Case Report

Primary Membranous Nephropathy Associated With Malignancy: A Case Report

by Rui Zhi NG1*, Tze Wei CHNG2, Chee Yong NG1

1Department of Renal Medicine, Changi General Hospital, Singapore.

2Department of Renal Medicine, Singapore General Hospital, Singapore.

*Corresponding author: Rui Zhi NG, Department of Renal Medicine, Changi General Hospital, Singapore.

Received Date: 20 November 2023

Accepted Date: 25 November2023

Published Date: 28 November 2023

Citation: Rui Zhi NG, Tze Wei CHNG, Chee Yong NG (2023) Primary Membranous Nephropathy Associated With Malignancy: A Case Report. Ann Case Report 08: 1527.
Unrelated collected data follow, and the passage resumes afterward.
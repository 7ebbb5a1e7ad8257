use std::sync::atomic::{AtomicBool, Ordering};
use std::sync::Arc;
use std::time::Duration;
use tokio::sync::Notify;

/// Interrupt flag shared between the Ctrl-C handler and the collection loops.
#[derive(Debug, Clone, Default)]
pub struct Shutdown {
    inner: Arc<Inner>,
}

#[derive(Debug, Default)]
struct Inner {
    triggered: AtomicBool,
    notify: Notify,
}

impl Shutdown {
    pub fn new() -> Self {
        Self::default()
    }

    /// Routes Ctrl-C into this flag. Only one handler can be installed per process.
    pub fn install_ctrlc(&self) -> Result<(), ctrlc::Error> {
        let shutdown = self.clone();
        ctrlc::set_handler(move || {
            shutdown.trigger();
        })
    }

    pub fn trigger(&self) {
        self.inner.triggered.store(true, Ordering::SeqCst);
        self.inner.notify.notify_waiters();
    }

    pub fn is_triggered(&self) -> bool {
        self.inner.triggered.load(Ordering::SeqCst)
    }

    pub async fn wait(&self) {
        loop {
            let notified = self.inner.notify.notified();
            tokio::pin!(notified);
            notified.as_mut().enable();
            if self.is_triggered() {
                return;
            }
            notified.await;
        }
    }

    /// Sleeps for `duration` unless interrupted first. Returns `true` when interrupted.
    pub async fn sleep(&self, duration: Duration) -> bool {
        tokio::select! {
            _ = tokio::time::sleep(duration) => self.is_triggered(),
            _ = self.wait() => true,
        }
    }
}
Membranous nephropathy is known to be associated with a wide range of conditions such as drugs, infection and malignancy. It is recommended to evaluate for associated conditions regardless of the presence of Anti-Phospholipase A2 Receptor (PLA2R) antibody which is known to be associated with primary membranous nephropathy. Our patient presented with nephrotic syndrome and a high serum anti-PLA2R antibody level. After discovering a rectal carcinoma on our secondary workup, we diagnosed him with secondary membranous nephropathy from malignancy and the patient was referred to a surgeon who resected the rectal cancer. Despite the cancer going into remission after the surgery, there was no improvement in the proteinuria or serum anti-PLA2R antibody level. We reconsidered the possibility of primary membranous nephropathy and treated him with immunosuppression. Follow up after treatment with immunosuppression showed improvement in the serum anti-PLA2R antibody level and proteinuria, and he has since gone into partial remission.
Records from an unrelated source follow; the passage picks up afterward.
use crate::adb::bridge::{DeviceBridge, StreamEnd};
use crate::core::{MonitorError, Result};
use crate::monitor::Shutdown;
use std::collections::{HashMap, VecDeque};
use std::path::Path;
use std::sync::{Mutex, MutexGuard};

/// Scripted bridge used in tests in place of a device.
///
/// Shell commands are answered from queues keyed by a substring of the command;
/// the first registered key contained in the command wins. An exhausted queue
/// answers with empty output. When a `stop_when_exhausted` key runs dry the
/// attached [`Shutdown`] fires, which is how tests end a poll loop.
#[derive(Default)]
pub struct FakeBridge {
    responses: Mutex<Vec<(String, VecDeque<String>)>>,
    failures: Vec<(String, String)>,
    stop: Option<(String, Shutdown)>,
    stream: Vec<String>,
    interrupt_stream_after: Option<(usize, Shutdown)>,
    files: HashMap<String, String>,
    log: Mutex<Vec<String>>,
    pushed: Mutex<Vec<(String, String)>>,
}

impl FakeBridge {
    pub fn new() -> Self {
        Self::default()
    }

    pub fn respond<I, S>(self, key: &str, outputs: I) -> Self
    where
        I: IntoIterator<Item = S>,
        S: Into<String>,
    {
        lock(&self.responses).push((key.to_string(), outputs.into_iter().map(Into::into).collect()));
        self
    }

    /// Shell commands containing `key` fail with `message`.
    pub fn fail(mut self, key: &str, message: &str) -> Self {
        self.failures.push((key.to_string(), message.to_string()));
        self
    }

    pub fn stop_when_exhausted(mut self, key: &str, shutdown: Shutdown) -> Self {
        self.stop = Some((key.to_string(), shutdown));
        self
    }

    pub fn stream<I, S>(mut self, lines: I) -> Self
    where
        I: IntoIterator<Item = S>,
        S: Into<String>,
    {
        self.stream = lines.into_iter().map(Into::into).collect();
        self
    }

    /// Fires `shutdown` after `lines` streamed lines, as a user pressing Ctrl-C would.
    pub fn interrupt_stream_after(mut self, lines: usize, shutdown: Shutdown) -> Self {
        self.interrupt_stream_after = Some((lines, shutdown));
        self
    }

    /// Content served by `pull` for `remote`. Pulling an unknown path fails.
    pub fn device_file(mut self, remote: &str, content: &str) -> Self {
        self.files.insert(remote.to_string(), content.to_string());
        self
    }

    /// Every command seen so far, shell and transfer alike.
    pub fn commands(&self) -> Vec<String> {
        lock(&self.log).clone()
    }

    /// `(remote path, file content)` for each push.
    pub fn pushed(&self) -> Vec<(String, String)> {
        lock(&self.pushed).clone()
    }
}

fn lock<T>(m: &Mutex<T>) -> MutexGuard<'_, T> {
    m.lock().unwrap_or_else(|e| e.into_inner())
}

impl DeviceBridge for FakeBridge {
    async fn shell(&self, command: &str) -> Result<String> {
        lock(&self.log).push(command.to_string());
        if let Some((_, message)) = self.failures.iter().find(|(key, _)| command.contains(key.as_str())) {
            return Err(MonitorError::CommandFailed(message.clone()));
        }
        let mut responses = lock(&self.responses);
        let Some((key, queue)) = responses.iter_mut().find(|(key, _)| command.contains(key.as_str()))
        else {
            return Ok(String::new());
        };
        let answer = queue.pop_front();
        if queue.is_empty() {
            if let Some((stop_key, shutdown)) = &self.stop {
                if stop_key.as_str() == key.as_str() {
                    shutdown.trigger();
                }
            }
        }
        Ok(answer.unwrap_or_default())
    }

    async fn push(&self, local: &Path, remote: &str) -> Result<()> {
        lock(&self.log).push(format!("push {} {remote}", local.display()));
        let content = std::fs::read_to_string(local)?;
        lock(&self.pushed).push((remote.to_string(), content));
        Ok(())
    }

    async fn pull(&self, remote: &str, local: &Path) -> Result<()> {
        lock(&self.log).push(format!("pull {remote} {}", local.display()));
        let content = self
            .files
            .get(remote)
            .ok_or_else(|| MonitorError::CommandFailed(format!("remote object '{remote}' does not exist")))?;
        std::fs::write(local, content)?;
        Ok(())
    }

    async fn run_streaming(
        &self,
        command: &str,
        shutdown: &Shutdown,
        on_line: &mut dyn FnMut(&str),
    ) -> Result<StreamEnd> {
        lock(&self.log).push(command.to_string());
        for (i, line) in self.stream.iter().enumerate() {
            if shutdown.is_triggered() {
                return Ok(StreamEnd::Interrupted);
            }
            on_line(line);
            if let Some((after, trigger)) = &self.interrupt_stream_after {
                if i + 1 >= *after {
                    trigger.trigger();
                }
            }
        }
        if shutdown.is_triggered() {
            return Ok(StreamEnd::Interrupted);
        }
        Ok(StreamEnd::Completed)
    }
}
Membranous nephropathy is a common cause of nephrotic syndrome in adults, accounting for about 20% of the cases [1]. In around 80% of patients with membranous nephropathy, there is no underlying cause and 20% are associated with medications or other diseases such as malignancy [2]. We report a case of membranous nephropathy associated with malignancy that ultimately turned out to be primary membranous nephropathy.

Case Report

A 75-year-old male with a history of hyperlipidemia, presented with testicular and bilateral lower limbs swelling of 2 days duration. He was found to have a systolic blood pressure of 183mmHg. Serum creatinine was 75umol/L with no baseline serum creatinine available for comparison. Serum albumin was 21g/L, urinalysis showed 13 red blood cells per high-power field, 6 white blood cells per high-power field and a urine protein creatinine ratio of 10.16g/g. Fasting plasma glucose was 4.8mmol/L and hemoglobin A1C was 5.5%. C3 level was 1.18g/L and C4 level was 0.17g/L. Serum and urine electrophoresis did not reveal a monoclonal band. He tested negative for the hepatitis B virus surface antigen, hepatitis C virus and human immunodeficiency virus. Testing for anti double-stranded DNA antibody, anti-proteinase 3, anti-myeloperoxidase antibodies were negative. Antinuclear antibody titre was borderline at 1:160. Anti-PLA2R antibody was positive at 840.54 RU/ml.

Kidney biopsy (Figure 1) revealed normal thickness of capillary walls and subtle vacuoles in the glomerular basement membrane on light microscopy. Immunofluorescence showed 3+ granular staining in the glomerular basement membrane for IgG and 2+ granular staining in the glomerular basement membrane for C3. PLA2R staining was weakly positive segmentally. Electron microscopy revealed subepithelial electron dense deposits.